Board/Commission Primary Responsibility Meeting Schedule (may vary see approved schedule) Webpage
Conservation Commission Inland Wetlands and Watercourses 1st Tuesday per month, 7:30pm click here
Harbor Management The development and use of coastal waters 2nd Thursday per month, 6:30pm click here
Eastern Point Historic District Review alterations, demolition and construction in the Eastern Point Historic District (local) 1st Thursday per month, 7:00pm click here
Planning and Zoning Review and act upon site plans, special permits, subdivisions, coastal site plans; administer the POCD 3rd Tuesday per month, 6:30pm click here
Zoning Board of Appeals Review and act upon variances; appeals of ZEO decisions; interpretation of zoning regulations 4th Tuesday per month, 7:30pm click here


Getting started requires a small amount of knowledge of land use procedures.  This brief overview provides some guidance to assist you.  More information on the topics touched upon in this section are discussed in latter sections and in the Zoning Regulations.

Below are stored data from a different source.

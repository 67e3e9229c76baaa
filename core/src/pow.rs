/// Proof-of-work input layout and the reference hasher.
///
/// A miner hashes the 64-byte pre-hash followed by the 8-byte little-endian
/// nonce (low 32 bits first, then high 32 bits).
use crate::blockchain::block::PRE_HASH_LEN;

pub const NONCE_HEX_LEN: usize = 16;
pub const WORK_INPUT_LEN: usize = PRE_HASH_LEN + 8;

#[derive(Debug, thiserror::Error)]
pub enum PowError {
    #[error("hasher failure: {0}")]
    Hasher(String),
}

/// Fixed-input proof-of-work hash function.
pub trait PowHasher: Send + Sync {
    fn hash(&self, input: &[u8; WORK_INPUT_LEN]) -> Result<[u8; 32], PowError>;
}

/// Blake3 over the work input. Used when no dedicated hasher is plugged in.
#[derive(Debug, Default, Clone, Copy)]
pub struct Blake3Hasher;

impl PowHasher for Blake3Hasher {
    fn hash(&self, input: &[u8; WORK_INPUT_LEN]) -> Result<[u8; 32], PowError> {
        Ok(blake3_work(input))
    }
}

pub fn blake3_work(input: &[u8]) -> [u8; 32] {
    blake3::hash(input).into()
}

pub fn work_input(pre_hash: &[u8; PRE_HASH_LEN], nonce: u64) -> [u8; WORK_INPUT_LEN] {
    let mut input = [0u8; WORK_INPUT_LEN];
    input[..PRE_HASH_LEN].copy_from_slice(pre_hash);
    input[PRE_HASH_LEN..PRE_HASH_LEN + 4].copy_from_slice(&(nonce as u32).to_le_bytes());
    input[PRE_HASH_LEN + 4..].copy_from_slice(&((nonce >> 32) as u32).to_le_bytes());
    input
}

/// Parse a submitted nonce: exactly 16 hex chars, bytes read little-endian.
pub fn parse_nonce_hex(nonce: &str) -> Option<u64> {
    if nonce.len() != NONCE_HEX_LEN {
        return None;
    }
    let bytes = hex::decode(nonce).ok()?;
    let arr: [u8; 8] = bytes.try_into().ok()?;
    Some(u64::from_le_bytes(arr))
}

pub fn nonce_to_hex(nonce: u64) -> String {
    hex::encode(nonce.to_le_bytes())
}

Site Selections, Districts and Uses

The first step is to determine the zoning district your building or property is located within.  This is done by locating your property on the Zoning Map and use the color coded legend to determine your zoning district.  Referring to the Zoning Regulations, review the applicable section for your zone and list of uses that are permitted.  There are generally two or three subsections listing uses.  They will be classified as requiring a zoning permit, site plan permit or special permit.  If your use is listed it is allowed in the zone.  When a use is not listed then that generally means it is not permitted (see note below).  You are encouraged to read about the differences of each permit in the ‘Types of Permits’ tab below.

On occasion a use is allowed in the district but the building or property is not conducive to accommodating the use.  For instance, there may not be enough room for parking, storage, and circulation.  Therefore, understanding the use requirements is an important part of the initial due diligence to ensure the selected site can achieve your requirements.  You are encouraged to review Sections 6 and 7 of the Zoning Regulations.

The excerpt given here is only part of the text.